SUPPLIED INFORMATION Block Start
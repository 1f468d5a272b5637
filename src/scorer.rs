use serde::Serialize;

use crate::aggregate::CandidateScore;
use crate::error::{Error, Result};
use crate::refine::RefineOutcome;
use crate::search_config::SearchConfig;
use crate::store::ImageId;

/// 搜索结果
#[derive(Debug, Clone, PartialEq, Serialize)]
pub struct MatchResult {
    pub image_id: ImageId,
    #[serde(skip_serializing_if = "Option::is_none")]
    pub path: Option<String>,
    pub orb_similarity: f32,
    pub annoy_similarity: f32,
    pub hybrid_score: f32,
    pub matched_descriptor_count: usize,
    /// 候选图片的描述符数量
    pub descriptor_count: usize,
    /// 该结果触发了提前结束
    pub early_stopped: bool,
}

/// 两种相似度的加权和
pub fn hybrid_score(orb_similarity: f32, preliminary_score: f32, config: &SearchConfig) -> Result<f32> {
    if (config.orb_weight + config.annoy_weight - 1.0).abs() > 1e-4 {
        return Err(Error::InvalidConfig(format!(
            "orb_weight + annoy_weight must be 1, got {} + {}",
            config.orb_weight, config.annoy_weight
        )));
    }
    Ok(config.orb_weight * orb_similarity + config.annoy_weight * preliminary_score)
}

/// 组合近似阶段和精确阶段的分数
///
/// `candidate` 为 `None` 表示暴力搜索，此时混合分数直接等于 ORB 相似度
pub fn score(
    image_id: ImageId,
    candidate: Option<&CandidateScore>,
    outcome: &RefineOutcome,
    config: &SearchConfig,
) -> Result<MatchResult> {
    let (annoy_similarity, hybrid_score) = match candidate {
        Some(c) => (c.preliminary_score, hybrid_score(outcome.orb_similarity, c.preliminary_score, config)?),
        None => (0.0, outcome.orb_similarity),
    };
    Ok(MatchResult {
        image_id,
        path: None,
        orb_similarity: outcome.orb_similarity,
        annoy_similarity,
        hybrid_score,
        matched_descriptor_count: outcome.matched_descriptor_count,
        descriptor_count: 0,
        early_stopped: false,
    })
}

impl MatchResult {
    /// 至少有一个描述符落入匹配等级
    ///
    /// 初步分数只反映近邻命中，没有任何精确匹配的候选单靠它可以达到 `annoy_weight`
    pub fn has_matches(&self) -> bool {
        self.matched_descriptor_count > 0
    }

    pub fn passes(&self, config: &SearchConfig) -> bool {
        self.has_matches() && self.hybrid_score >= config.hybrid_threshold
    }

    pub fn triggers_early_stop(&self, config: &SearchConfig) -> bool {
        self.has_matches() && self.hybrid_score >= config.early_stop_threshold
    }
}

/// 排序并截断结果：混合分数降序，其次 ORB 相似度降序，最后 ID 升序
pub fn rank(mut results: Vec<MatchResult>, top_k: usize) -> Vec<MatchResult> {
    results.sort_by(|a, b| {
        b.hybrid_score
            .total_cmp(&a.hybrid_score)
            .then(b.orb_similarity.total_cmp(&a.orb_similarity))
            .then(a.image_id.cmp(&b.image_id))
    });
    results.truncate(top_k);
    results
}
SUPPLIED INFORMATION Block End
GOAL OF THE EXERCISE.
Where the line with "f32, config: &SearchConfig)" ends, your copy should end too; please return exactly the lines from the first line of the data through it.

TASK OUTPUT.
repository 1f468d5a272b5637
filename src/scorer.rs
use serde::Serialize;

use crate::aggregate::CandidateScore;
use crate::error::{Error, Result};
use crate::refine::RefineOutcome;
use crate::search_config::SearchConfig;
use crate::store::ImageId;

/// 搜索结果
#[derive(Debug, Clone, PartialEq, Serialize)]
pub struct MatchResult {
    pub image_id: ImageId,
    #[serde(skip_serializing_if = "Option::is_none")]
    pub path: Option<String>,
    pub orb_similarity: f32,
    pub annoy_similarity: f32,
    pub hybrid_score: f32,
    pub matched_descriptor_count: usize,
    /// 候选图片的描述符数量
    pub descriptor_count: usize,
    /// 该结果触发了提前结束
    pub early_stopped: bool,
}

/// 两种相似度的加权和
pub fn hybrid_score(orb_similarity: f32, preliminary_score: f32, config: &SearchConfig) -> Result<f32> {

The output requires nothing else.